Maybe render while we sleep, same as usual.

I predict that within 100 years, computers will be twice as powerful, 10,000 times larger, and so expensive that only the five richest kings of Europe will own them.

The speed has crashed into relativistic limits[1] and has flatted out to 3/3.5 GHz [2] (see this page from 2007, five years ago).

Nowadays increase in performance can come only thru increased parallelism, which means more hardware which means more energy consumption. There are improvements in efficiency but they cannot go forever so sooner or later we will slam into the limits of what you can practically do without asking for a dedicated power substation and then the run will be over, full stop.

In addition, the number of tasks requiring an ever increasing amount of power dwindles and in many cases there is no rational need for more processing capability. The current PC sale crysis is due to the fact that late 00’s machines have more than enough computing power for ANY task that mundane users do (your cell phone is more than enough to post pointless tweets, you dont need ExaFlops for that purpose).

I predict that the computing power that common people will practically be able to get is going to top within a couple of decades at most.

P.S.: somewhere, uncle Albert (Einstein) is chuckling :evilgrin:.

[1] light travels ~30 cm/ns in vacuum so at 3 GHz light travels 10 cm per clock cycle. Remember that you have to go round trip and that in materials eletromagnetic waves travel roughly 50% of the vacuum speed; on your main board even the RAM chips are more than 1 clock cycle away from your CPU.

[2] IBM did release a 6GHz processor but the line has been discontinued and the fastest beast around is a ~5.4GHz chip. Intel topped 4GHz and now is in the 3-3.4 Ghz range.

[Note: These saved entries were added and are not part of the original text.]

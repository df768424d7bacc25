//! LZW filter for legacy `.Z` (compress) streams.
//!
//! No maintained crate covers this format, so both directions are
//! implemented here. The wire format is the ncompress one: a three byte
//! header (magic, then max code width and block-mode flag), followed by
//! LSB-first variable-width codes. Code width changes and clear codes only
//! take effect on a boundary of eight codes, so the stream position is
//! padded up to a multiple of `width * 8` bits at every change; positions
//! count from the end of the header.

use std::collections::HashMap;
use std::io::{self, Read, Write};

use super::Encoder;

const MAGIC: [u8; 2] = [0x1f, 0x9d];
const BIT_MASK: u8 = 0x1f;
const BLOCK_MODE: u8 = 0x80;

const INIT_BITS: u32 = 9;
const MAX_BITS: u32 = 16;
const CLEAR: u32 = 256;
const FIRST: u32 = 257;

fn corrupt(msg: &'static str) -> io::Error {
    io::Error::new(io::ErrorKind::InvalidData, msg)
}

fn max_code(n_bits: u32, maxbits: u32) -> u32 {
    if n_bits == maxbits {
        1 << maxbits
    } else {
        (1 << n_bits) - 1
    }
}

// ----------------------------------------------------------------------
// Decoder
// ----------------------------------------------------------------------

struct DecodeState {
    maxbits: u32,
    block_mode: bool,
    n_bits: u32,
    maxcode: u32,
    maxmax: u32,
    free_ent: u32,
    prefix: Vec<u16>,
    suffix: Vec<u8>,
    oldcode: Option<u32>,
    finchar: u8,
    /// Bits consumed since the end of the header.
    posbits: u64,
    bitbuf: u64,
    bitcnt: u32,
}

pub(crate) struct LzwDecoder<R> {
    inner: R,
    state: Option<DecodeState>,
    pending: Vec<u8>,
    pending_pos: usize,
    done: bool,
}

impl<R: Read> LzwDecoder<R> {
    pub(crate) fn new(inner: R) -> LzwDecoder<R> {
        LzwDecoder {
            inner,
            state: None,
            pending: Vec::new(),
            pending_pos: 0,
            done: false,
        }
    }

    fn read_header(&mut self) -> io::Result<()> {
        let mut header = [0u8; 3];
        self.inner.read_exact(&mut header)?;
        if header[..2] != MAGIC {
            return Err(corrupt("bad compress magic"));
        }
        let maxbits = u32::from(header[2] & BIT_MASK);
        if !(INIT_BITS..=MAX_BITS).contains(&maxbits) {
            return Err(corrupt("unsupported compress code width"));
        }
        let block_mode = header[2] & BLOCK_MODE != 0;
        let maxmax = 1u32 << maxbits;
        self.state = Some(DecodeState {
            maxbits,
            block_mode,
            n_bits: INIT_BITS,
            maxcode: max_code(INIT_BITS, maxbits),
            maxmax,
            free_ent: if block_mode { FIRST } else { FIRST - 1 },
            prefix: vec![0; maxmax as usize],
            suffix: (0..=255).cycle().take(maxmax as usize).collect(),
            oldcode: None,
            finchar: 0,
            posbits: 0,
            bitbuf: 0,
            bitcnt: 0,
        });
        Ok(())
    }

    /// Pull the next `n` bits, LSB-first. `None` means the stream ended
    /// before a whole code was available (trailing padding).
    fn next_code(&mut self) -> io::Result<Option<u32>> {
        let state = self.state.as_mut().unwrap();
        while state.bitcnt < state.n_bits {
            let mut byte = [0u8; 1];
            match self.inner.read(&mut byte)? {
                0 => return Ok(None),
                _ => {
                    state.bitbuf |= u64::from(byte[0]) << state.bitcnt;
                    state.bitcnt += 8;
                }
            }
        }
        let code = (state.bitbuf & ((1 << state.n_bits) - 1)) as u32;
        state.bitbuf >>= state.n_bits;
        state.bitcnt -= state.n_bits;
        state.posbits += u64::from(state.n_bits);
        Ok(Some(code))
    }

    /// Advance to the next group boundary after a width change or clear.
    /// Returns false if the stream ended inside the padding.
    fn skip_to_boundary(&mut self) -> io::Result<bool> {
        let mut pad = {
            let state = self.state.as_ref().unwrap();
            let group = u64::from(state.n_bits) * 8;
            (group - state.posbits % group) % group
        };
        while pad > 0 {
            let state = self.state.as_mut().unwrap();
            if state.bitcnt == 0 {
                let mut byte = [0u8; 1];
                if self.inner.read(&mut byte)? == 0 {
                    return Ok(false);
                }
                state.bitbuf = u64::from(byte[0]);
                state.bitcnt = 8;
            }
            let take = pad.min(u64::from(state.bitcnt));
            state.bitbuf >>= take;
            state.bitcnt -= take as u32;
            state.posbits += take;
            pad -= take;
        }
        Ok(true)
    }

    fn decode_more(&mut self) -> io::Result<()> {
        if self.state.is_none() {
            self.read_header()?;
        }

        self.pending.clear();
        self.pending_pos = 0;

        // Decode a batch of codes so small caller buffers do not thrash.
        while self.pending.len() < 8 * 1024 {
            let needs_grow = {
                let state = self.state.as_ref().unwrap();
                state.free_ent > state.maxcode
            };
            if needs_grow {
                let more = self.skip_to_boundary()?;
                let state = self.state.as_mut().unwrap();
                state.n_bits += 1;
                state.maxcode = max_code(state.n_bits, state.maxbits);
                if !more {
                    self.done = true;
                    return Ok(());
                }
                continue;
            }

            let code = match self.next_code()? {
                Some(code) => code,
                None => {
                    self.done = true;
                    return Ok(());
                }
            };

            let is_clear = {
                let state = self.state.as_ref().unwrap();
                state.block_mode && code == CLEAR
            };
            if is_clear {
                self.state.as_mut().unwrap().free_ent = FIRST - 1;
                let more = self.skip_to_boundary()?;
                let state = self.state.as_mut().unwrap();
                state.n_bits = INIT_BITS;
                state.maxcode = max_code(INIT_BITS, state.maxbits);
                if !more {
                    self.done = true;
                    return Ok(());
                }
                continue;
            }

            let state = self.state.as_mut().unwrap();

            let oldcode = match state.oldcode {
                None => {
                    if code > 255 {
                        return Err(corrupt("first LZW code is not a literal"));
                    }
                    state.finchar = code as u8;
                    state.oldcode = Some(code);
                    self.pending.push(code as u8);
                    continue;
                }
                Some(old) => old,
            };

            let incode = code;
            let mut code = code;
            let start = self.pending.len();

            if code >= state.free_ent {
                if code > state.free_ent {
                    return Err(corrupt("LZW code out of range"));
                }
                // KwKwK: the code being defined by this very step.
                self.pending.push(state.finchar);
                code = oldcode;
            }

            while code >= 256 {
                if self.pending.len() - start > state.maxmax as usize {
                    return Err(corrupt("LZW prefix chain loops"));
                }
                self.pending.push(state.suffix[code as usize]);
                code = u32::from(state.prefix[code as usize]);
            }
            state.finchar = code as u8;
            self.pending.push(state.finchar);
            self.pending[start..].reverse();

            if state.free_ent < state.maxmax {
                state.prefix[state.free_ent as usize] = oldcode as u16;
                state.suffix[state.free_ent as usize] = state.finchar;
                state.free_ent += 1;
            }
            state.oldcode = Some(incode);
        }
        Ok(())
    }
}

impl<R: Read> Read for LzwDecoder<R> {
    fn read(&mut self, buf: &mut [u8]) -> io::Result<usize> {
        if buf.is_empty() {
            return Ok(0);
        }
        while self.pending_pos >= self.pending.len() {
            if self.done {
                return Ok(0);
            }
            self.decode_more()?;
        }
        let n = (self.pending.len() - self.pending_pos).min(buf.len());
        buf[..n].copy_from_slice(&self.pending[self.pending_pos..self.pending_pos + n]);
        self.pending_pos += n;
        Ok(n)
    }
}

// ----------------------------------------------------------------------
// Encoder
// ----------------------------------------------------------------------

pub(crate) struct LzwEncoder<W: Write> {
    inner: W,
    table: HashMap<(u32, u8), u32>,
    ent: Option<u32>,
    n_bits: u32,
    maxcode: u32,
    maxmax: u32,
    free_ent: u32,
    posbits: u64,
    bitbuf: u64,
    bitcnt: u32,
    header_written: bool,
    finished: bool,
}

impl<W: Write> LzwEncoder<W> {
    pub(crate) fn new(inner: W) -> LzwEncoder<W> {
        LzwEncoder {
            inner,
            table: HashMap::new(),
            ent: None,
            n_bits: INIT_BITS,
            maxcode: max_code(INIT_BITS, MAX_BITS),
            maxmax: 1 << MAX_BITS,
            free_ent: FIRST,
            posbits: 0,
            bitbuf: 0,
            bitcnt: 0,
            header_written: false,
            finished: false,
        }
    }

    fn write_header(&mut self) -> io::Result<()> {
        self.inner
            .write_all(&[MAGIC[0], MAGIC[1], MAX_BITS as u8 | BLOCK_MODE])?;
        self.header_written = true;
        Ok(())
    }

    fn put_bits(&mut self, value: u32, count: u32) -> io::Result<()> {
        self.bitbuf |= u64::from(value) << self.bitcnt;
        self.bitcnt += count;
        self.posbits += u64::from(count);
        while self.bitcnt >= 8 {
            self.inner.write_all(&[(self.bitbuf & 0xff) as u8])?;
            self.bitbuf >>= 8;
            self.bitcnt -= 8;
        }
        Ok(())
    }

    /// Emit one code, then grow the width at the group boundary if the
    /// decoder will. The check runs against `free_ent` before the caller's
    /// table insertion, mirroring the decoder exactly.
    fn emit(&mut self, code: u32) -> io::Result<()> {
        self.put_bits(code, self.n_bits)?;
        if self.free_ent > self.maxcode && self.n_bits < MAX_BITS {
            let group = u64::from(self.n_bits) * 8;
            let pad = (group - self.posbits % group) % group;
            if pad > 0 {
                self.put_bits(0, pad as u32)?;
            }
            self.n_bits += 1;
            self.maxcode = max_code(self.n_bits, MAX_BITS);
        }
        Ok(())
    }

    fn finish_stream(&mut self) -> io::Result<()> {
        if self.finished {
            return Ok(());
        }
        if !self.header_written {
            self.write_header()?;
        }
        if let Some(ent) = self.ent.take() {
            self.emit(ent)?;
        }
        if self.bitcnt > 0 {
            self.inner.write_all(&[(self.bitbuf & 0xff) as u8])?;
            self.bitbuf = 0;
            self.bitcnt = 0;
        }
        self.finished = true;
        self.inner.flush()
    }
}

impl<W: Write> Write for LzwEncoder<W> {
    fn write(&mut self, buf: &[u8]) -> io::Result<usize> {
        if !self.header_written {
            self.write_header()?;
        }
        for &c in buf {
            let ent = match self.ent {
                None => {
                    self.ent = Some(u32::from(c));
                    continue;
                }
                Some(ent) => ent,
            };
            if let Some(&code) = self.table.get(&(ent, c)) {
                self.ent = Some(code);
                continue;
            }
            self.emit(ent)?;
            if self.free_ent < self.maxmax {
                self.table.insert((ent, c), self.free_ent);
                self.free_ent += 1;
            }
            self.ent = Some(u32::from(c));
        }
        Ok(buf.len())
    }

    fn flush(&mut self) -> io::Result<()> {
        // Codes cannot be flushed mid-symbol; only the trailer flush in
        // `finish` drains the bit buffer.
        self.inner.flush()
    }
}

impl<W: Encoder> Encoder for LzwEncoder<W> {
    fn finish(&mut self) -> io::Result<()> {
        self.finish_stream()?;
        self.inner.finish()
    }
}

#[cfg(test)]
mod tests {
    use super::*;

    fn roundtrip(data: &[u8]) -> Vec<u8> {
        let mut encoded = Vec::new();
        {
            let mut enc = LzwEncoder::new(&mut encoded);
            enc.write_all(data).unwrap();
            enc.finish_stream().unwrap();
        }
        let mut decoded = Vec::new();
        LzwDecoder::new(&encoded[..])
            .read_to_end(&mut decoded)
            .unwrap();
        decoded
    }

    #[test]
    fn empty_stream() {
        assert_eq!(roundtrip(b""), b"");
    }

    #[test]
    fn single_byte() {
        assert_eq!(roundtrip(b"x"), b"x");
    }

    #[test]
    fn short_ascii() {
        let data = b"TOBEORNOTTOBEORTOBEORNOT";
        assert_eq!(roundtrip(data), data);
    }

    #[test]
    fn repetitive_data_crosses_width_boundaries() {
        // Enough distinct pairs to push the code width from 9 well past 12
        // bits, exercising the group padding at each change.
        let mut data = Vec::new();
        for i in 0u32..40_000 {
            data.push((i % 253) as u8);
            data.push((i / 7 % 251) as u8);
        }
        assert_eq!(roundtrip(&data), data);
    }

    #[test]
    fn incompressible_data() {
        // A de Bruijn-ish walk that defeats the dictionary.
        let data: Vec<u8> = (0..70_000u32)
            .map(|i| (i.wrapping_mul(2_654_435_761) >> 24) as u8)
            .collect();
        assert_eq!(roundtrip(&data), data);
    }

    #[test]
    fn kwkwk_sequence() {
        // aaaa... is the classic KwKwK pattern.
        let data = vec![b'a'; 1024];
        assert_eq!(roundtrip(&data), data);
    }

    #[test]
    fn bad_magic_is_rejected() {
        let mut out = Vec::new();
        let err = LzwDecoder::new(&b"\x1f\x8b\x10"[..])
            .read_to_end(&mut out)
            .unwrap_err();
        assert_eq!(err.kind(), io::ErrorKind::InvalidData);
    }

    #[test]
    fn truncated_header_is_eof() {
        let mut out = Vec::new();
        let err = LzwDecoder::new(&b"\x1f"[..]).read_to_end(&mut out).unwrap_err();
        assert_eq!(err.kind(), io::ErrorKind::UnexpectedEof);
    }
}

The future of Blender ( as with everything software ) lies in code not hardware.

True, and not true. New interface peripherals could become popular and might outshine the old mouse & keyboard one day. And in that case the entire blender experience would change.
What am I saying… maybe? Definitly!
However it’ll take some time before we get there.

Ofcourse you’d need to define what you’d call a keyboard.
A touchscreen keyboard vs a regular peripheral keyboard:
They both work as a keyboard ( press area to input character), however 1 takes up less space ( but doesn’t feel as good as it’s counterpart).

Same goes for a mouse.

I’m holding on to my 3D gloves theory.

“just by imagining it”

yeah! you dont need to work, just imagine!
yes, this is the future of the amateur blender users… in imagine

I think the future of Blender is dark.
The newer versions are full of bugs. This is the future.

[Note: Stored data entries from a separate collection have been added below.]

//! Writer engine: serializes entries and payload bytes through a container
//! codec and a filter chain into a byte sink.

use std::cell::Cell;
use std::io::{self, SeekFrom, Write};
use std::path::Path;
use std::rc::Rc;

use crate::entry::Entry;
use crate::error::{Error, Fault, Result};
use crate::filter::{encode_stack, Codec, Encoder, FilterConfig};
use crate::format::{tar, zip, ContainerWriter, Format};
use crate::source::{ByteSink, FileSink, MemorySink};

/// The bottom of the encode stack: the bare sink plus the session's
/// raw-byte counter. Seek requests pass straight through, which is what
/// lets the zip codec backfill local headers when no filter sits above.
pub(crate) struct SinkWriter<'a> {
    sink: Box<dyn ByteSink + 'a>,
    count: Rc<Cell<u64>>,
}

impl<'a> SinkWriter<'a> {
    fn new(sink: Box<dyn ByteSink + 'a>, count: Rc<Cell<u64>>) -> SinkWriter<'a> {
        SinkWriter { sink, count }
    }
}

impl Write for SinkWriter<'_> {
    fn write(&mut self, buf: &[u8]) -> io::Result<usize> {
        let n = self.sink.write(buf)?;
        self.count.set(self.count.get() + n as u64);
        Ok(n)
    }

    fn flush(&mut self) -> io::Result<()> {
        self.sink.flush()
    }
}

impl Encoder for SinkWriter<'_> {
    fn finish(&mut self) -> io::Result<()> {
        self.sink.flush()
    }

    fn seek(&mut self, pos: SeekFrom) -> Result<u64> {
        self.sink.seek(pos)
    }

    fn is_seekable(&self) -> bool {
        self.sink.is_seekable()
    }
}

#[derive(Debug, Clone, Copy, PartialEq, Eq)]
enum WriterState {
    Open,
    InEntry,
    Closed,
}

/// A write session over one archive: `create_* → add_entry → write_payload*
/// → close`.
///
/// The session owns its sink exclusively. `close` is reachable on every
/// exit path: the explicit call flushes trailers and reports errors, and
/// `Drop` performs the same finalization best-effort if the caller bails
/// early, so the sink is released exactly once either way.
pub struct ArchiveWriter<'a> {
    container: Option<Box<dyn ContainerWriter + 'a>>,
    format: Format,
    chain: Vec<Codec>,
    state: WriterState,
    declared: Option<u64>,
    written: u64,
    fault: Option<Fault>,
    bytes_written: Rc<Cell<u64>>,
}

impl ArchiveWriter<'static> {
    /// Create an archive file at `path`, truncating any existing file.
    pub fn create_path<P: AsRef<Path>>(
        path: P,
        format: Format,
        filters: &[FilterConfig],
    ) -> Result<ArchiveWriter<'static>> {
        let sink = FileSink::create(path)?;
        ArchiveWriter::create_sink(Box::new(sink), format, filters)
    }

    /// Write an archive to a raw file descriptor the caller owns. The
    /// descriptor is treated as forward-only and is not closed.
    #[cfg(unix)]
    pub fn create_fd(
        fd: std::os::unix::io::RawFd,
        format: Format,
        filters: &[FilterConfig],
    ) -> Result<ArchiveWriter<'static>> {
        ArchiveWriter::create_sink(Box::new(crate::source::FdSink::new(fd)), format, filters)
    }
}

impl<'a> ArchiveWriter<'a> {
    /// Write an archive into a caller-owned buffer. The buffer is cleared
    /// first and holds the complete archive once the session closes.
    pub fn create_bytes(
        buf: &'a mut Vec<u8>,
        format: Format,
        filters: &[FilterConfig],
    ) -> Result<ArchiveWriter<'a>> {
        Self::create_sink(Box::new(MemorySink::new(buf)), format, filters)
    }

    /// Write an archive to any [`ByteSink`], including caller-supplied
    /// callback backends.
    pub fn create_sink(
        sink: Box<dyn ByteSink + 'a>,
        format: Format,
        filters: &[FilterConfig],
    ) -> Result<ArchiveWriter<'a>> {
        let bytes_written = Rc::new(Cell::new(0u64));
        let bottom = SinkWriter::new(sink, Rc::clone(&bytes_written));
        let stack = encode_stack(filters, Box::new(bottom))?;
        let container: Box<dyn ContainerWriter + 'a> = if format.is_tar() {
            Box::new(tar::TarWriter::new(stack, format))
        } else {
            // With filters above the sink the stack is forward-only and
            // the codec drops into streaming mode by itself.
            Box::new(zip::ZipWriter::new(stack))
        };
        tracing::debug!(%format, filters = filters.len(), "opened write session");
        Ok(ArchiveWriter {
            container: Some(container),
            format,
            chain: filters.iter().map(|f| f.codec).collect(),
            state: WriterState::Open,
            declared: None,
            written: 0,
            fault: None,
            bytes_written,
        })
    }

    /// Begin a new member. Any previous member must have received exactly
    /// its declared payload.
    pub fn add_entry(&mut self, entry: &Entry) -> Result<()> {
        self.check_usable()?;
        self.complete_current()?;
        entry.validate()?;

        let declared = entry.size();
        let container = self.container.as_mut().unwrap();
        match container.add_entry(entry) {
            Ok(()) => {
                self.state = WriterState::InEntry;
                self.declared = declared;
                self.written = 0;
                Ok(())
            }
            Err(e) => Err(self.latch(e)),
        }
    }

    /// Append payload bytes to the current member. Writing past the
    /// declared size fails before anything reaches the wire.
    pub fn write_payload(&mut self, buf: &[u8]) -> Result<()> {
        self.check_usable()?;
        if self.state != WriterState::InEntry {
            return Err(Error::InvalidState {
                state: "no entry open for writing",
            });
        }
        if let Some(declared) = self.declared {
            if self.written + buf.len() as u64 > declared {
                return Err(Error::SizeMismatch {
                    declared,
                    actual: self.written + buf.len() as u64,
                });
            }
        }
        let container = self.container.as_mut().unwrap();
        match container.write_data(buf) {
            Ok(()) => {
                self.written += buf.len() as u64;
                Ok(())
            }
            Err(e) => Err(self.latch(e)),
        }
    }

    /// Total raw bytes pushed to the sink so far, after compression.
    pub fn bytes_written(&self) -> u64 {
        self.bytes_written.get()
    }

    pub fn format(&self) -> Format {
        self.format
    }

    /// The configured filter chain, outermost first.
    pub fn filters(&self) -> &[Codec] {
        &self.chain
    }

    /// Finish the archive: completes the last member, writes the end
    /// marker or central directory, flushes filter trailers innermost-out
    /// and releases the sink.
    pub fn close(mut self) -> Result<()> {
        self.close_inner()
    }

    fn check_usable(&self) -> Result<()> {
        if let Some(fault) = self.fault {
            return Err(fault.raise());
        }
        if self.state == WriterState::Closed {
            return Err(Error::InvalidState {
                state: "session is closed",
            });
        }
        Ok(())
    }

    /// Verify the open member got its declared payload and pad it out.
    fn complete_current(&mut self) -> Result<()> {
        if self.state != WriterState::InEntry {
            return Ok(());
        }
        if let Some(declared) = self.declared {
            if self.written != declared {
                return Err(Error::SizeMismatch {
                    declared,
                    actual: self.written,
                });
            }
        }
        let container = self.container.as_mut().unwrap();
        match container.finish_entry() {
            Ok(()) => {
                self.state = WriterState::Open;
                self.declared = None;
                self.written = 0;
                Ok(())
            }
            Err(e) => Err(self.latch(e)),
        }
    }

    fn close_inner(&mut self) -> Result<()> {
        if self.state == WriterState::Closed {
            return Ok(());
        }
        let result = (|| {
            if self.fault.is_none() {
                self.complete_current()?;
                let container = self.container.as_mut().unwrap();
                container.finish()
            } else {
                Ok(())
            }
        })();
        // The sink is released regardless of how finalization went.
        self.container = None;
        self.state = WriterState::Closed;
        result
    }

    fn latch(&mut self, error: Error) -> Error {
        if let Some(fault) = Fault::of(&error) {
            self.fault = Some(fault);
        }
        error
    }
}

impl Drop for ArchiveWriter<'_> {
    fn drop(&mut self) {
        let _ = self.close_inner();
    }
}

impl std::fmt::Debug for ArchiveWriter<'_> {
    fn fmt(&self, f: &mut std::fmt::Formatter<'_>) -> std::fmt::Result {
        f.debug_struct("ArchiveWriter")
            .field("format", &self.format)
            .field("filters", &self.chain)
            .field("state", &self.state)
            .field("bytes_written", &self.bytes_written.get())
            .finish_non_exhaustive()
    }
}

Nowadays increase in performance can come only thru increased parallelism, which means more hardware which means more energy consumption. There are improvements in efficiency but they cannot go forever so sooner or later we will slam into the limits of what you can practically do without asking for a dedicated power substation and then the run will be over, full stop.

Who is to say that the CPUs of the future will even remotely resemble the ones we have today? A thousand years of innovation could bring us new materials to make CPUs that can perform hundreds of times faster while consuming minute levels of energy…

yeah! you dont need to work, just imagine!
yes, this is the future of the amateur blender users… in imagine

I detect facetiousness…

you don’t think we will be able to control computers with our brains some day? It seems like the logical limit of human/machine interaction to me…even for the professional blender users

That killjoy called physics.

quantium computing should be about ten years away. add atleast another ten before it becomes affordable for the comman man. and even then it largely wont matter for blender when it is achieved. blender is just a tool, it will always only be as good as the person useing it. you could give me leanardos brushes and paints, i’m not going to be able to give you back the next mona lisa you could give me brushes and paint superior to what he had access to and i’m still not going to paint the next mona lisa. tools are only as good as the artist useing them.

at least we have something really coll called GRAPHENE, that is the future, they already did an experimental chip at 100 ghz

But graphene transistors may still be 10-20 years away as far as becoming a common sight in PC chips, companies and universities are still trying to find out how to manufacture these at high rates which will be required if they are to promise supercomputing power on the cheap.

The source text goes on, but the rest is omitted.